▸ **WHAT THE TASK ASKS**: What is the number of lines in the listing below that contain the string "EntityKind"? Give that number only.

▸ **RECORDS FOR PROCESSING**:
──────

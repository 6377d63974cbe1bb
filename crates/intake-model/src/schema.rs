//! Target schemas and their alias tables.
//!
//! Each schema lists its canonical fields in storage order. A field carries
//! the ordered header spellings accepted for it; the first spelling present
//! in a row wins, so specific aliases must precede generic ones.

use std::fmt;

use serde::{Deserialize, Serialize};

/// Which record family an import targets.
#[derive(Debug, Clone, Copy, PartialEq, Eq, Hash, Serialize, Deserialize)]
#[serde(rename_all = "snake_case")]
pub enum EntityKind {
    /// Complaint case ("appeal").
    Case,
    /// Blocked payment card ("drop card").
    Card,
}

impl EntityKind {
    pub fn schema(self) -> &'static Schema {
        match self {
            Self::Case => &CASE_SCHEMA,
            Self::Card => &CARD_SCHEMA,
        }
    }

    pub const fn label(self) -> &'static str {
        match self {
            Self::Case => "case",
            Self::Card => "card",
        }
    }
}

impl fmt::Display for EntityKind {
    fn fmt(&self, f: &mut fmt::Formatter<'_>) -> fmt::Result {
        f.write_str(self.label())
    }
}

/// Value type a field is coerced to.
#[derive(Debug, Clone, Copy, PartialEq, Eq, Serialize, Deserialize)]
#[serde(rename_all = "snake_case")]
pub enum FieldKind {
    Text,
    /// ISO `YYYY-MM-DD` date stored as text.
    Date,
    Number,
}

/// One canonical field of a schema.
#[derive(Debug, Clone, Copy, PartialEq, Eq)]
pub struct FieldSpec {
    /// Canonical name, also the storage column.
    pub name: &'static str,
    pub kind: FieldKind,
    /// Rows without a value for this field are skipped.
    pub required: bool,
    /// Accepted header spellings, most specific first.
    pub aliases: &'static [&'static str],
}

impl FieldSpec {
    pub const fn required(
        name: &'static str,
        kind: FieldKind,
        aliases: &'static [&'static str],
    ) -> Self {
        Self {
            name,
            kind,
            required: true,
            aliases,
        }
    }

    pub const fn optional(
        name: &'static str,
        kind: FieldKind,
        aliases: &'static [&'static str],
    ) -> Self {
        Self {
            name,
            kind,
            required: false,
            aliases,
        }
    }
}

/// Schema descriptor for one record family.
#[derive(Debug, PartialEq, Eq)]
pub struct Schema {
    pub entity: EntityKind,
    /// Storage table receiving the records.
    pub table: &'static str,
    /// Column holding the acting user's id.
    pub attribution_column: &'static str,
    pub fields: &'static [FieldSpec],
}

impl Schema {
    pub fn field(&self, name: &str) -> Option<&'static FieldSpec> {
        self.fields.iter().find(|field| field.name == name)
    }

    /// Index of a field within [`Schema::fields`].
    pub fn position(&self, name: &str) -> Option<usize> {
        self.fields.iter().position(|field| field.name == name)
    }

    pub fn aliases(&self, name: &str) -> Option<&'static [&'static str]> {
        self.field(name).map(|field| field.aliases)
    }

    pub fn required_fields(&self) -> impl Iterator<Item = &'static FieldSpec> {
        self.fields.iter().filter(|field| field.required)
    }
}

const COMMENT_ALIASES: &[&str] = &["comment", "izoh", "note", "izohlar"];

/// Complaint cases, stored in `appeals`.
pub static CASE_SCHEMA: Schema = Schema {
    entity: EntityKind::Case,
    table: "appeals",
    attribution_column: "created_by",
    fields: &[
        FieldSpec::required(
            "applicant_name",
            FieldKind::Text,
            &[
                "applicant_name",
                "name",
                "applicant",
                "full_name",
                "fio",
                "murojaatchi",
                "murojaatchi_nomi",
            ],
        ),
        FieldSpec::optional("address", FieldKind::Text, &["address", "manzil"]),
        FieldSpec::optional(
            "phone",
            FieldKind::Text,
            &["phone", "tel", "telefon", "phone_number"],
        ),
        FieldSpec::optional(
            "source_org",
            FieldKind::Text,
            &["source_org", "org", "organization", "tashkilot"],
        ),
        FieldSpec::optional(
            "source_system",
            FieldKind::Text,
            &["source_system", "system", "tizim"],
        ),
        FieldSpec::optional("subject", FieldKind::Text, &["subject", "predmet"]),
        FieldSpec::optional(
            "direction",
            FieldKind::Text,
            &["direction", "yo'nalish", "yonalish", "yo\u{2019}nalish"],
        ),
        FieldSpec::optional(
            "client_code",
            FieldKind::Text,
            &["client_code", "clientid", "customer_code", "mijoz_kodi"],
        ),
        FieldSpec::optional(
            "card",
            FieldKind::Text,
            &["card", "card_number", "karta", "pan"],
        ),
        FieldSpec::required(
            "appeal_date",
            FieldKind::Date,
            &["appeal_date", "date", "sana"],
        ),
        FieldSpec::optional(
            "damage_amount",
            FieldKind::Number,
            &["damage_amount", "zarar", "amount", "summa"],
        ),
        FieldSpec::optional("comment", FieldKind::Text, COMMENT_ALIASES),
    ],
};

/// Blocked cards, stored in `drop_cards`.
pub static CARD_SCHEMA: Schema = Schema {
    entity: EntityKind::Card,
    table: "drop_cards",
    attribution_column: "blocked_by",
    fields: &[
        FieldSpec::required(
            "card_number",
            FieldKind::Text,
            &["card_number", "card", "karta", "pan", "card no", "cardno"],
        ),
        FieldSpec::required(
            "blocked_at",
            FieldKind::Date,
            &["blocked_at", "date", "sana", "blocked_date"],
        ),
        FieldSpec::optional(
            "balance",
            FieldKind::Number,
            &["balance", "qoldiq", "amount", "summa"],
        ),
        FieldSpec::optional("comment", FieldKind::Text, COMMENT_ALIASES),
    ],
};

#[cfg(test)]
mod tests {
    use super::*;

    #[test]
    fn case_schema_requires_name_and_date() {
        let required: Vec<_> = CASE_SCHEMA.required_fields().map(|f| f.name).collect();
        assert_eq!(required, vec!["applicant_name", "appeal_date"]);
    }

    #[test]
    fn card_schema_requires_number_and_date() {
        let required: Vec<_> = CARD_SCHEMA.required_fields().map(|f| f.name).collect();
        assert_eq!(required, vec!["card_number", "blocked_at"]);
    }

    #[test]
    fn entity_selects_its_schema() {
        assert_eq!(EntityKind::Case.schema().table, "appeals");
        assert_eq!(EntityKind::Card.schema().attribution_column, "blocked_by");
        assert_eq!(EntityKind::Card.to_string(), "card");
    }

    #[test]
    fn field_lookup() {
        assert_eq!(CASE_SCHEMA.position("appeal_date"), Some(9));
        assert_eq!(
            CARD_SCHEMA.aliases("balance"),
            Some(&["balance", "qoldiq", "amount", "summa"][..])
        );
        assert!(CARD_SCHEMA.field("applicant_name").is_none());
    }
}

──────

▸ **ANSWER TO THIS PROBLEM**: 9